The random sample must be typical and truly representative of the whole population.
An inferential example is a questionnaire polling 1’000 (2%) of a 50, 000 voting population to infer/predict how the whole population would vote. Another is the Bureau of Standards conducting a survey of ten supermarkets to determine the average percentage of defective products sold in national supermarkets. Sampling avoids the prohibitive cost of contacting every single member of the population.
Statistics uses two kinds of data, namely, “cross sectional” and “time series”. Earlier discussions were about cross-sectional data analysis to determine behaviour of variables at fixed points in time, example, the choice a voter makes on Election Day.
But time series analysis is “forecasting” future behaviour from past behaviour. It analyses a huge amount of historical data to quantify how a certain variable would change overtime as related variables change. The change variable is the “dependent” variable and the “independent” variables are the change agents.
In time series analysis the huge volume of data cannot be calculated manually and requires sophisticated computer programming. “Econometrics” estimates the numerical values of changes and “diagnostics” check the statistical soundness of the model.
The following is a simplified example of a popular forecasting technique known as “multiple regression analysis”.
Assume government wishes to know which of these variables (farming technique (T), export price (XP), and (DC) disease control) would have the greatest growth impact on national soursop production.
Annual production data for 15 years (2000-2014) is collected from the Central Statistical Office – hopefully.

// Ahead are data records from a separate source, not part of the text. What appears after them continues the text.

//! Builds the per-instance `rustls::ClientConfig`: client identity is the
//! ephemeral certificate and process keypair, trust anchor is exactly the
//! instance's own server CA certificate — no system roots, no hostname
//! check, since the dialer connects by IP address and the CA relationship
//! is itself the identity proof.
//!
//! Grounded on `build_tls_connector`/`NoVerifier` in
//! `examples/other_examples/863aeffd_nbari-dbpulse__src-tls-probe.rs.rs`
//! (custom verifier installed via `.dangerous().with_custom_certificate_verifier`,
//! `.with_client_auth_cert` for the client identity) and on the per-identity
//! `legacy_mtls` builder in
//! `examples/other_examples/ee62903e_agentgateway-agentgateway__crates-agentgateway-src-control-caclient.rs.rs`.
//! Unlike the probe's `NoVerifier`, which accepts any certificate, the
//! verifier built here performs real chain and validity checks against the
//! single trusted CA; only the hostname/SAN match is intentionally skipped.

use std::sync::{Arc, OnceLock};

use rsa::pkcs8::EncodePrivateKey;
use rustls::client::danger::{HandshakeSignatureValid, ServerCertVerified, ServerCertVerifier};
use rustls::crypto::{verify_tls12_signature, verify_tls13_signature};
use rustls::pki_types::{CertificateDer, PrivateKeyDer, ServerName, UnixTime};
use rustls::{ClientConfig, DigitallySignedStruct, SignatureScheme};
use x509_parser::prelude::*;

use crate::error::ConnectorError;
use crate::keys::KeyPair;
use crate::metadata::{EphemeralCertificate, InstanceMetadata};

static CRYPTO_PROVIDER_INIT: OnceLock<()> = OnceLock::new();

/// Installs the process-wide `ring` crypto provider. Idempotent; safe to
/// call from every `TlsContextBuilder::build` invocation.
fn ensure_crypto_provider() {
    CRYPTO_PROVIDER_INIT.get_or_init(|| {
        if rustls::crypto::ring::default_provider()
            .install_default()
            .is_err()
        {
            // Another caller in this process already installed a provider
            // (possibly a different one); either way TLS can proceed.
        }
    });
}

/// A `ServerCertVerifier` trusting exactly one CA certificate and skipping
/// hostname verification.
#[derive(Debug)]
struct SingleCaVerifier {
    ca_der: CertificateDer<'static>,
}

impl ServerCertVerifier for SingleCaVerifier {
    fn verify_server_cert(
        &self,
        end_entity: &CertificateDer<'_>,
        _intermediates: &[CertificateDer<'_>],
        _server_name: &ServerName<'_>,
        _ocsp_response: &[u8],
        now: UnixTime,
    ) -> Result<ServerCertVerified, rustls::Error> {
        let (_, ca_cert) = X509Certificate::from_der(&self.ca_der).map_err(|e| {
            rustls::Error::General(format!("failed to parse trusted CA certificate: {e}"))
        })?;
        let (_, leaf) = X509Certificate::from_der(end_entity).map_err(|e| {
            rustls::Error::General(format!("failed to parse server certificate: {e}"))
        })?;

        let asn1_now = ASN1Time::from_timestamp(now.as_secs() as i64).map_err(|e| {
            rustls::Error::General(format!("invalid verification timestamp: {e}"))
        })?;
        if !leaf.validity().is_valid_at(asn1_now) {
            return Err(rustls::Error::General(
                "server certificate is outside its validity period".to_string(),
            ));
        }

        if leaf.issuer() != ca_cert.subject() {
            return Err(rustls::Error::General(
                "server certificate was not issued by the trusted CA".to_string(),
            ));
        }

        leaf.verify_signature(Some(ca_cert.public_key()))
            .map_err(|e| {
                rustls::Error::General(format!(
                    "server certificate signature does not verify against the trusted CA: {e}"
                ))
            })?;

        Ok(ServerCertVerified::assertion())
    }

    fn verify_tls12_signature(
        &self,
        message: &[u8],
        cert: &CertificateDer<'_>,
        dss: &DigitallySignedStruct,
    ) -> Result<HandshakeSignatureValid, rustls::Error> {
        verify_tls12_signature(
            message,
            cert,
            dss,
            &rustls::crypto::ring::default_provider().signature_verification_algorithms,
        )
    }

    fn verify_tls13_signature(
        &self,
        message: &[u8],
        cert: &CertificateDer<'_>,
        dss: &DigitallySignedStruct,
    ) -> Result<HandshakeSignatureValid, rustls::Error> {
        verify_tls13_signature(
            message,
            cert,
            dss,
            &rustls::crypto::ring::default_provider().signature_verification_algorithms,
        )
    }

    fn supported_verify_schemes(&self) -> Vec<SignatureScheme> {
        rustls::crypto::ring::default_provider()
            .signature_verification_algorithms
            .supported_schemes()
    }
}

/// Builds a `rustls::ClientConfig` for one instance's current ephemeral
/// certificate, key pair, and server CA.
pub struct TlsContextBuilder;

impl TlsContextBuilder {
    /// Assembles the client TLS config used by `Dialer::dial` for this
    /// instance.
    pub fn build(
        instance_str: &str,
        metadata: &InstanceMetadata,
        certificate: &EphemeralCertificate,
        key_pair: &KeyPair,
    ) -> Result<Arc<ClientConfig>, ConnectorError> {
        ensure_crypto_provider();

        let verifier = Arc::new(SingleCaVerifier {
            ca_der: metadata.server_ca_cert_der().clone(),
        });

        let client_cert_chain = vec![certificate.cert_der().clone()];
        let private_key_der = rsa_private_key_der(instance_str, key_pair)?;

        let config = ClientConfig::builder()
            .dangerous()
            .with_custom_certificate_verifier(verifier)
            .with_client_auth_cert(client_cert_chain, private_key_der)
            .map_err(|e| ConnectorError::Crypto {
                instance: instance_str.to_string(),
                message: format!("failed to build TLS client config: {e}"),
            })?;

        Ok(Arc::new(config))
    }
}

fn rsa_private_key_der(
    instance_str: &str,
    key_pair: &KeyPair,
) -> Result<PrivateKeyDer<'static>, ConnectorError> {
    let der = key_pair
        .private_key()
        .to_pkcs8_der()
        .map_err(|e| ConnectorError::Crypto {
            instance: instance_str.to_string(),
            message: format!("failed to encode client private key: {e}"),
        })?;
    Ok(PrivateKeyDer::Pkcs8(der.as_bytes().to_vec().into()))
}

Your computer processes the data and the output is a “multiple regression equation” with “parameter” values as follows:
P = 80.2 + 0.60T + 0.30XP – 0.22DC
By interpretation, 80.2 % is the production capacity when farming technique, export price, and input material are zero constants. Production increases 60%, double the increase by export price (30%), whenever farming technique improves by 1 percent. And production decreases 22% whenever disease control measures decrease by 1 percent.

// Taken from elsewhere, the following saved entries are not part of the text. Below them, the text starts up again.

//! Shared harness for the end-to-end dial tests: a minimal rustls TLS server
//! presenting a certificate signed by a throwaway CA, bound to a loopback
//! address on `dbconnector::dialer::PROXY_PORT` (§4.4, §8 S1/S2/S6).
//!
//! Grounded on the connect-then-handshake shape in
//! `examples/other_examples/863aeffd_nbari-dbpulse__src-tls-probe.rs.rs`,
//! mirrored server-side with `rcgen` + `tokio-rustls`'s `TlsAcceptor`.

use std::net::IpAddr;
use std::sync::Arc;

use rustls::pki_types::{CertificateDer, PrivateKeyDer};
use rustls::ServerConfig;
use tokio::net::TcpListener;
use tokio_rustls::TlsAcceptor;

use dbconnector::dialer::PROXY_PORT;

/// A throwaway CA used to sign one server leaf certificate per test.
pub struct TestCa {
    cert_pem: String,
    rcgen_cert: rcgen::Certificate,
    key_pair: rcgen::KeyPair,
}

impl TestCa {
    pub fn generate() -> Self {
        let key_pair = rcgen::KeyPair::generate().unwrap();
        let mut params = rcgen::CertificateParams::new(Vec::<String>::new()).unwrap();
        params.is_ca = rcgen::IsCa::Ca(rcgen::BasicConstraints::Unconstrained);
        let rcgen_cert = params.self_signed(&key_pair).unwrap();
        let cert_pem = rcgen_cert.pem();
        TestCa {
            cert_pem,
            rcgen_cert,
            key_pair,
        }
    }

    /// PEM the control plane would report as `serverCaCert.cert`.
    pub fn cert_pem(&self) -> &str {
        &self.cert_pem
    }

    fn issue_leaf(&self, ip: IpAddr) -> (CertificateDer<'static>, PrivateKeyDer<'static>) {
        let leaf_key = rcgen::KeyPair::generate().unwrap();
        let mut params = rcgen::CertificateParams::new(Vec::<String>::new()).unwrap();
        params.is_ca = rcgen::IsCa::NoCa;
        params.subject_alt_names = vec![rcgen::SanType::IpAddress(ip)];
        let leaf_cert = params
            .signed_by(&leaf_key, &self.rcgen_cert, &self.key_pair)
            .unwrap();
        let der = CertificateDer::from(leaf_cert.der().to_vec());
        let key_der = PrivateKeyDer::Pkcs8(leaf_key.serialize_der().into());
        (der, key_der)
    }
}

/// Installs the process-wide `ring` crypto provider if nothing else in this
/// test binary has already installed one.
fn ensure_crypto_provider() {
    let _ = rustls::crypto::ring::default_provider().install_default();
}

/// Binds a one-shot TLS server to `ip:PROXY_PORT`, accepts exactly one
/// connection, completes the handshake, then returns. Each call to
/// `dbconnector::Dialer::dial` against `ip` consumes one accepted
/// connection.
pub async fn spawn_test_server(ip: IpAddr, ca: &TestCa) -> tokio::task::JoinHandle<()> {
    ensure_crypto_provider();

    let (leaf_der, key_der) = ca.issue_leaf(ip);
    let config = ServerConfig::builder()
        .with_no_client_auth()
        .with_single_cert(vec![leaf_der], key_der)
        .expect("test server TLS config is valid");
    let acceptor = TlsAcceptor::from(Arc::new(config));

    let listener = TcpListener::bind((ip, PROXY_PORT))
        .await
        .unwrap_or_else(|e| panic!("failed to bind test server to {ip}:{PROXY_PORT}: {e}"));

    tokio::spawn(async move {
        let (tcp, _) = listener.accept().await.expect("test server accept failed");
        let _tls = acceptor
            .accept(tcp)
            .await
            .expect("test server TLS handshake failed");
    })
}

/// Distinct loopback addresses so tests in the same binary can each own a
/// fixed `PROXY_PORT` listener without colliding.
pub fn loopback_alias(last_octet: u8) -> IpAddr {
    IpAddr::from([127, 0, 0, last_octet])
}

Policy makers observe that the farming technique variable had the greatest impact on production in the past fifteen years. Therefore, decisions are made to concentrate resource allocation on improving farming techniques to increase future soursop production.
Every profession observes rules of engagement and internationally accepted “best practices”. Lawyers take the Oath of Attorney, doctors swear to the Hippocratic Oath of Ethics, and statisticians follow ISO international standardisation.
The United Nations Statistical Commission (UNSC) is the world policeman of statistics and statistical practitioners. The UNSC has mandated ten (10) fundamentals to promote high quality statistics.
The key principles are professionalism in processing protocols, scientific methods for interpretation, impartiality of public access, independence from political interference, data confidentiality, prevention of fraudulent use, timeliness, and relevance.
We live in the Information Age of mathematically generated statistics indispensible to most human activity. Statistics is needed for evidence-based policy planning, government accountability to citizens, informed business decisions, and social research analysis.
There are numerous practical applications of statistics in modern life.
In economics statistical methods analyse data findings and measure inflation rates, budget estimates, trade policy effects, and the tax incidence.
Medical statistics report percentages of preventative diseases caused by bad human habits.
Insurance policies are based on the mathematical statistics of pooled risk, probability, and the Law of Large Numbers.
Statistical computer models provide weather forecasts to warn us for emergency preparations.
And without market research and statistical data analysis a new business is doomed to failure.